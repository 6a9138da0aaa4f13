//! Loader and at-rest encoding tests against realistic market feeds.

#![allow(clippy::unwrap_used, clippy::expect_used)]

use listwatch_core::errors::ExErrorKind;
use listwatch_core::model::Market;
use listwatch_core::snapshot::{
    content_digest, encode_csv, load_feed, load_persisted, FetchTimestamp, MemorySnapshotStore,
    SnapshotStore,
};

const TWSE_FEED: &str = "\u{feff}索引,公司代號,公司簡稱,申請日期,董事長,實收資本額(元),進度\n\
1,1101,\"台泥, 股份\",20240101,張三,\"1,000,000\",審議中\n\
2,0050,元大,20240115,李四,500000,\n";

const TPEX_FEED: &str = "股票代號,公司名稱,申請日期,主辦券商\n\
6666,甲公司,113/01/02,某證券\n\
7777,乙公司,113/01/05,\n";

#[test]
fn test_twse_feed_round_trips_through_at_rest_form() {
    let snap = load_feed(TWSE_FEED, Market::Twse).unwrap();
    let bytes = encode_csv(&snap).unwrap();
    let text = String::from_utf8(bytes).unwrap();

    assert!(text.starts_with("uid,公司代號,公司簡稱,申請日期,董事長,實收資本額(元),進度\n"));
    assert!(!text.contains("索引"));

    let reloaded = load_persisted(&text, Market::Twse).unwrap();
    assert_eq!(reloaded, snap);
    assert_eq!(reloaded.columns(), snap.columns());
}

#[test]
fn test_quoted_fields_are_kept_verbatim() {
    let snap = load_feed(TWSE_FEED, Market::Twse).unwrap();
    let rec = snap.get("1101-20240101").unwrap();
    assert_eq!(rec.value("公司簡稱"), Some("台泥, 股份"));
    assert_eq!(rec.value("實收資本額(元)"), Some("1,000,000"));
}

#[test]
fn test_tpex_feed_keys_by_stock_code_and_keeps_roc_dates() {
    let snap = load_feed(TPEX_FEED, Market::Tpex).unwrap();
    let uids: Vec<&str> = snap.uids().collect();
    assert_eq!(uids, vec!["6666-113/01/02", "7777-113/01/05"]);
    assert_eq!(snap.get("7777-113/01/05").unwrap().get("主辦券商"), Some(None));
}

#[test]
fn test_twse_columns_do_not_satisfy_tpex() {
    let err = load_feed(TWSE_FEED, Market::Tpex).unwrap_err();
    assert_eq!(err.kind(), ExErrorKind::Schema);
    assert_eq!(err.column(), Some("股票代號"));
}

#[test]
fn test_digest_is_stable_and_content_sensitive() {
    let a = load_feed(TPEX_FEED, Market::Tpex).unwrap();
    let b = load_feed(TPEX_FEED, Market::Tpex).unwrap();
    assert_eq!(content_digest(&a).unwrap(), content_digest(&b).unwrap());

    let changed = TPEX_FEED.replace("某證券", "他證券");
    let c = load_feed(&changed, Market::Tpex).unwrap();
    assert_ne!(content_digest(&a).unwrap(), content_digest(&c).unwrap());
}

#[test]
fn test_memory_store_returns_greatest_timestamp() {
    let store = MemorySnapshotStore::new();
    let first = load_feed(TPEX_FEED, Market::Tpex).unwrap();
    let second = load_feed(&TPEX_FEED.replace("某證券", "他證券"), Market::Tpex).unwrap();

    store
        .persist(&second, FetchTimestamp::parse("20240102090000").unwrap())
        .unwrap();
    store
        .persist(&first, FetchTimestamp::parse("20240101090000").unwrap())
        .unwrap();

    let latest = store.latest(Market::Tpex).unwrap().unwrap();
    assert_eq!(latest.fetched_at.to_string(), "20240102090000");
    assert_eq!(latest.snapshot, second);
    assert!(store.latest(Market::Twse).unwrap().is_none());
}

◇ ◇ ◇ ◇

▶ [WHAT TO DO]: Search the entries for the word "latest". Copy every line where it occurs.

▶ [RESULT OF THIS TASK]:
    let latest = store.latest(Market::Tpex).unwrap().unwrap();
    assert_eq!(latest.fetched_at.to_string(), "20240102090000");
    assert_eq!(latest.snapshot, second);
    assert!(store.latest(Market::Twse).unwrap().is_none());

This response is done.